The global economy has fallen out of bed — and alas, we are part of that economic order. We sell things to it and buy things from it. Thanks largely to massive investments by government in infrastructure and to the stability of our financial institutions, we have been relatively insulated from collapsing global markets.

But the growth figures out this week, which showed that the economy contracted by 1.8% in the last quarter, suggest that the worst effects of the global meltdown are beginning to be felt here too.

Liquidations jumped 68% in January from last year to 270 companies, while the National Credit Regulator says that 4 500 South Africans are applying for debt counselling every month.

South Africa’s largest company, Anglo American, has decided for the first time in 70 years to cut its dividend, is shelving new projects and slashing jobs. It has received a debt rating downgrade.

Things are so bad that the car industry is reported to have taken a begging bowl to government in the hope of a bail-out. The industry, made up for the most part by some of the biggest brand names in the world — Toyota, Volkswagen, General Motors, Ford, BMW, Mercedes and Nissan — is playing its cards close to its chest, but it appears that what it wants, in essence, is cheaper money.

Well, so do we all.

What is additionally disturbing is that despite the visible signs of economic downturn, sections of the economy are showing price resilience — particularly food, where prices increased between December and January by an annualised 16.1%. The only item to eclipse this was financial services charges, where bank charges according to Stats SA played a large part in the 17.1% year-on-year increase.

These food and services items pushed the official inflation rate in January, compared with the same period last year, to a disappointing 8.1% against expectations of 7.3%.

But one should not take this too seriously — overall, inflation is on a strong, downward trajectory, having moved steadily down from its 13.7% peak a few months back. At 8.1%, inflation is not too far outside of the 3% to 6% target range.

With prime rates at 14% and the repo rate at 10.5% there is room for a rate cut before the monetary policy committee’s next scheduled meeting on April 14.

By calling an early indaba the man with the beaded knobkerrie, Tito Mboweni, will be acknowledging that there is room for a cut and that this is no time to err on the side of caution.

If Mboweni has any doubt that this is the right thing to do, he could peruse the international data — which continues to highlight the fact that monetary policy in South Africa remains hawkish compared with 27 of our peers.

The South African economy needs a bail-out in the form of cheaper money — for all of us.

And just as in the United States, where a tsar has been proposed to oversee the restructuring of the car industry, there is room in our country for an inflation supremo to name and shame those parties and sectors that keep on driving up their prices, to the distress of the rest of us.

We nominate Pick n Pay’s Nick Badminton for the job.

Please Fifa, we want more
The boundless celebrations of 2004 that kicked off the biggest collective party in the country when South Africa won the privilege to host the 2010 Fifa World Cup are still fresh in our memories.

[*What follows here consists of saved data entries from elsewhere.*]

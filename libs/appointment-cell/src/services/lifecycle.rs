// libs/appointment-cell/src/services/lifecycle.rs
use std::sync::Arc;

use tracing::{debug, info, warn};

use shared_models::{AppError, AppointmentId};
use shared_utils::clock::Clock;
use shared_utils::validation;

use crate::models::{Appointment, AppointmentPatch, AppointmentStatus, CancelAppointmentRequest};
use crate::store::AppointmentStore;

/// Lifecycle state machine:
/// scheduled -> confirmed -> in_progress -> completed;
/// scheduled|confirmed -> cancelled; scheduled|confirmed -> no_show.
/// completed, cancelled and no_show are terminal.
pub struct AppointmentLifecycleService {
    store: Arc<dyn AppointmentStore>,
    clock: Arc<dyn Clock>,
}

impl AppointmentLifecycleService {
    pub fn new(store: Arc<dyn AppointmentStore>, clock: Arc<dyn Clock>) -> Self {
        Self { store, clock }
    }

    /// All legal next statuses for a given current status.
    pub fn valid_transitions(current: AppointmentStatus) -> &'static [AppointmentStatus] {
        match current {
            AppointmentStatus::Scheduled => &[
                AppointmentStatus::Confirmed,
                AppointmentStatus::Cancelled,
                AppointmentStatus::NoShow,
            ],
            AppointmentStatus::Confirmed => &[
                AppointmentStatus::InProgress,
                AppointmentStatus::Cancelled,
                AppointmentStatus::NoShow,
            ],
            AppointmentStatus::InProgress => &[AppointmentStatus::Completed],
            AppointmentStatus::Completed
            | AppointmentStatus::Cancelled
            | AppointmentStatus::NoShow => &[],
        }
    }

    pub fn validate_transition(
        current: AppointmentStatus,
        next: AppointmentStatus,
    ) -> Result<(), AppError> {
        if !Self::valid_transitions(current).contains(&next) {
            warn!("Invalid status transition attempted: {} -> {}", current, next);
            return Err(AppError::InvalidTransition {
                from: current.to_string(),
                to: next.to_string(),
            });
        }
        Ok(())
    }

    pub async fn confirm(&self, id: AppointmentId) -> Result<Appointment, AppError> {
        self.transition(id, AppointmentStatus::Confirmed, AppointmentPatch::default())
            .await
    }

    pub async fn start(&self, id: AppointmentId) -> Result<Appointment, AppError> {
        self.transition(id, AppointmentStatus::InProgress, AppointmentPatch::default())
            .await
    }

    pub async fn complete(
        &self,
        id: AppointmentId,
        notes: Option<String>,
    ) -> Result<Appointment, AppError> {
        let patch = AppointmentPatch {
            notes,
            ..AppointmentPatch::default()
        };
        self.transition(id, AppointmentStatus::Completed, patch).await
    }

    pub async fn cancel(
        &self,
        id: AppointmentId,
        request: CancelAppointmentRequest,
    ) -> Result<Appointment, AppError> {
        validation::non_empty(&request.reason, "cancellation reason")?;
        let patch = AppointmentPatch {
            cancelled_by: Some(request.cancelled_by),
            cancellation_reason: Some(request.reason),
            ..AppointmentPatch::default()
        };
        self.transition(id, AppointmentStatus::Cancelled, patch).await
    }

    pub async fn mark_no_show(&self, id: AppointmentId) -> Result<Appointment, AppError> {
        self.transition(id, AppointmentStatus::NoShow, AppointmentPatch::default())
            .await
    }

    async fn transition(
        &self,
        id: AppointmentId,
        next: AppointmentStatus,
        mut patch: AppointmentPatch,
    ) -> Result<Appointment, AppError> {
        let current = self
            .store
            .get(id)
            .await?
            .ok_or_else(|| AppError::not_found(format!("appointment {id}")))?;

        debug!(
            "Transitioning appointment {} from {} to {}",
            id, current.status, next
        );
        Self::validate_transition(current.status, next)?;

        patch.status = Some(next);
        patch.modified_at = Some(self.clock.now());

        let updated = self
            .store
            .update(id, patch)
            .await?
            .ok_or_else(|| AppError::not_found(format!("appointment {id}")))?;

        info!("Appointment {} is now {}", id, updated.status);
        Ok(updated)
    }
}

Historically an African football fan could only dream of being at a World Cup final. The cost alone of getting to Europe or the Americas — the likely destinations for finals — is simply a luxury the majority of us could not afford.

It was against this background that the news of Africa’s first World Cup was greeted with euphoria across the continent. African football fans could at last realise their cherished ambition of being part of the global spectacle of the number one sport in the continent.

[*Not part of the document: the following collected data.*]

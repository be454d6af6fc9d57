// libs/schedule-cell/src/services/weekly.rs
use std::sync::Arc;

use chrono::{NaiveDate, NaiveTime};
use tracing::{debug, info, warn};

use shared_models::{AppError, DoctorId, ProviderRegistry, ScheduleEntryId};
use shared_utils::clock::Clock;
use shared_utils::interval::{date_ranges_overlap, overlaps};
use shared_utils::validation;

use crate::models::{
    CreateWeeklyScheduleRequest, NewWeeklyScheduleEntry, ScheduleState,
    UpdateWeeklyScheduleRequest, WeeklySchedulePatch, WeeklyScheduleEntry,
};
use crate::store::WeeklyScheduleStore;

/// Recurring weekly availability for a doctor. Entries are soft-disabled via
/// `state`; hard delete exists as a store operation but nothing requires it.
pub struct WeeklyScheduleService {
    store: Arc<dyn WeeklyScheduleStore>,
    registry: Arc<dyn ProviderRegistry>,
    clock: Arc<dyn Clock>,
}

impl WeeklyScheduleService {
    pub fn new(
        store: Arc<dyn WeeklyScheduleStore>,
        registry: Arc<dyn ProviderRegistry>,
        clock: Arc<dyn Clock>,
    ) -> Self {
        Self {
            store,
            registry,
            clock,
        }
    }

    pub async fn create_entry(
        &self,
        request: CreateWeeklyScheduleRequest,
    ) -> Result<WeeklyScheduleEntry, AppError> {
        debug!(
            "Creating weekly schedule for doctor {} on day {}",
            request.doctor_id, request.day_of_week
        );

        validation::positive_id(request.doctor_id, "doctor_id")?;
        validation::day_of_week(request.day_of_week)?;
        let start_time = validation::time_of_day(&request.start_time)?;
        let end_time = validation::time_of_day(&request.end_time)?;
        validation::time_range(start_time, end_time)?;
        if let (Some(from), Some(to)) = (request.valid_from, request.valid_to) {
            if from > to {
                return Err(AppError::validation(format!(
                    "valid_from {from} must not be after valid_to {to}"
                )));
            }
        }

        if !self.registry.doctor_exists(request.doctor_id).await? {
            warn!("Doctor {} not found in registry", request.doctor_id);
            return Err(AppError::not_found(format!("doctor {}", request.doctor_id)));
        }

        self.check_conflicts(
            request.doctor_id,
            request.day_of_week,
            start_time,
            end_time,
            request.valid_from,
            request.valid_to,
            None,
        )
        .await?;

        let entry = self
            .store
            .create(NewWeeklyScheduleEntry {
                doctor_id: request.doctor_id,
                day_of_week: request.day_of_week,
                start_time,
                end_time,
                state: ScheduleState::Active,
                valid_from: request.valid_from,
                valid_to: request.valid_to,
                created_at: self.clock.now(),
            })
            .await?;

        info!(
            "Weekly schedule entry {} created for doctor {}",
            entry.id, entry.doctor_id
        );
        Ok(entry)
    }

    pub async fn update_entry(
        &self,
        id: ScheduleEntryId,
        request: UpdateWeeklyScheduleRequest,
    ) -> Result<WeeklyScheduleEntry, AppError> {
        let current = self.get_entry(id).await?;

        let start_time = match request.start_time.as_deref() {
            Some(raw) => validation::time_of_day(raw)?,
            None => current.start_time,
        };
        let end_time = match request.end_time.as_deref() {
            Some(raw) => validation::time_of_day(raw)?,
            None => current.end_time,
        };
        validation::time_range(start_time, end_time)?;

        let state = request
            .state
            .as_deref()
            .map(|raw| validation::state_tag::<ScheduleState>(raw, "state"))
            .transpose()?;

        let valid_from = request.valid_from.or(current.valid_from);
        let valid_to = request.valid_to.or(current.valid_to);

        // The guard only applies while the entry stays bookable.
        if state.unwrap_or(current.state) == ScheduleState::Active {
            self.check_conflicts(
                current.doctor_id,
                current.day_of_week,
                start_time,
                end_time,
                valid_from,
                valid_to,
                Some(id),
            )
            .await?;
        }

        let patch = WeeklySchedulePatch {
            start_time: request.start_time.is_some().then_some(start_time),
            end_time: request.end_time.is_some().then_some(end_time),
            state,
            valid_from: request.valid_from,
            valid_to: request.valid_to,
        };

        self.store
            .update(id, patch)
            .await?
            .ok_or_else(|| AppError::not_found(format!("weekly schedule entry {id}")))
    }

    /// Soft-disable: the entry stops producing availability without losing
    /// its history.
    pub async fn deactivate_entry(&self, id: ScheduleEntryId) -> Result<WeeklyScheduleEntry, AppError> {
        let patch = WeeklySchedulePatch {
            state: Some(ScheduleState::Inactive),
            ..WeeklySchedulePatch::default()
        };
        self.store
            .update(id, patch)
            .await?
            .ok_or_else(|| AppError::not_found(format!("weekly schedule entry {id}")))
    }

    pub async fn delete_entry(&self, id: ScheduleEntryId) -> Result<(), AppError> {
        if !self.store.delete(id).await? {
            return Err(AppError::not_found(format!("weekly schedule entry {id}")));
        }
        Ok(())
    }

    pub async fn get_entry(&self, id: ScheduleEntryId) -> Result<WeeklyScheduleEntry, AppError> {
        self.store
            .get(id)
            .await?
            .ok_or_else(|| AppError::not_found(format!("weekly schedule entry {id}")))
    }

    pub async fn list_for_doctor(
        &self,
        doctor_id: DoctorId,
    ) -> Result<Vec<WeeklyScheduleEntry>, AppError> {
        validation::positive_id(doctor_id, "doctor_id")?;
        self.store.list_for_doctor(doctor_id).await
    }

    /// Overlap guard against other active entries for the same doctor and
    /// weekday. Two entries only conflict when their validity periods can
    /// cover the same date.
    async fn check_conflicts(
        &self,
        doctor_id: DoctorId,
        day_of_week: u8,
        start_time: NaiveTime,
        end_time: NaiveTime,
        valid_from: Option<NaiveDate>,
        valid_to: Option<NaiveDate>,
        exclude_id: Option<ScheduleEntryId>,
    ) -> Result<(), AppError> {
        let from = valid_from.unwrap_or(NaiveDate::MIN);
        let to = valid_to.unwrap_or(NaiveDate::MAX);

        let existing = self
            .store
            .list_for_doctor_on_day(doctor_id, day_of_week)
            .await?;

        for other in existing {
            if exclude_id == Some(other.id) || other.state != ScheduleState::Active {
                continue;
            }
            let (other_from, other_to) = other.validity_bounds();
            if !date_ranges_overlap(from, to, other_from, other_to) {
                continue;
            }
            if overlaps(start_time, end_time, other.start_time, other.end_time) {
                warn!(
                    "Weekly schedule conflict for doctor {} on day {}: entry {}",
                    doctor_id, day_of_week, other.id
                );
                return Err(AppError::conflict(format!(
                    "time range overlaps active weekly schedule entry {}",
                    other.id
                )));
            }
        }
        Ok(())
    }
}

However, the high hopes appear to be diminishing with each passing day. It turns out that we may well be mere spectators in our back yard as richer tourists from overseas descend on the country and snap up most of the available tickets.

It is our strong view that the two systems for purchasing the three million available tickets that went on sale last week militate against the average African fan. Applications for the tickets can either be made online or obtained at First National Bank.

Africa is a Third World continent with the greater population having no access to a computer, let alone the internet. It is no wonder that after the first 48 hours of sale, South Africa was the only African country in the top eight countries from which the initial 300 000 applications were received. Results from the FNB applications have not been made public but the rural populace and those with no access to computers have, in all seriousness, been locked out of the stadiums way before kick-off.

Moreover, from the three million, Fifa is to grab one million for its affiliates and special guests — leaving about two million for the public.

We therefore implore Fifa to formulate an alternative that ensures more of our neighbouring brothers and sisters enjoy the fruits of Africa’s first World Cup.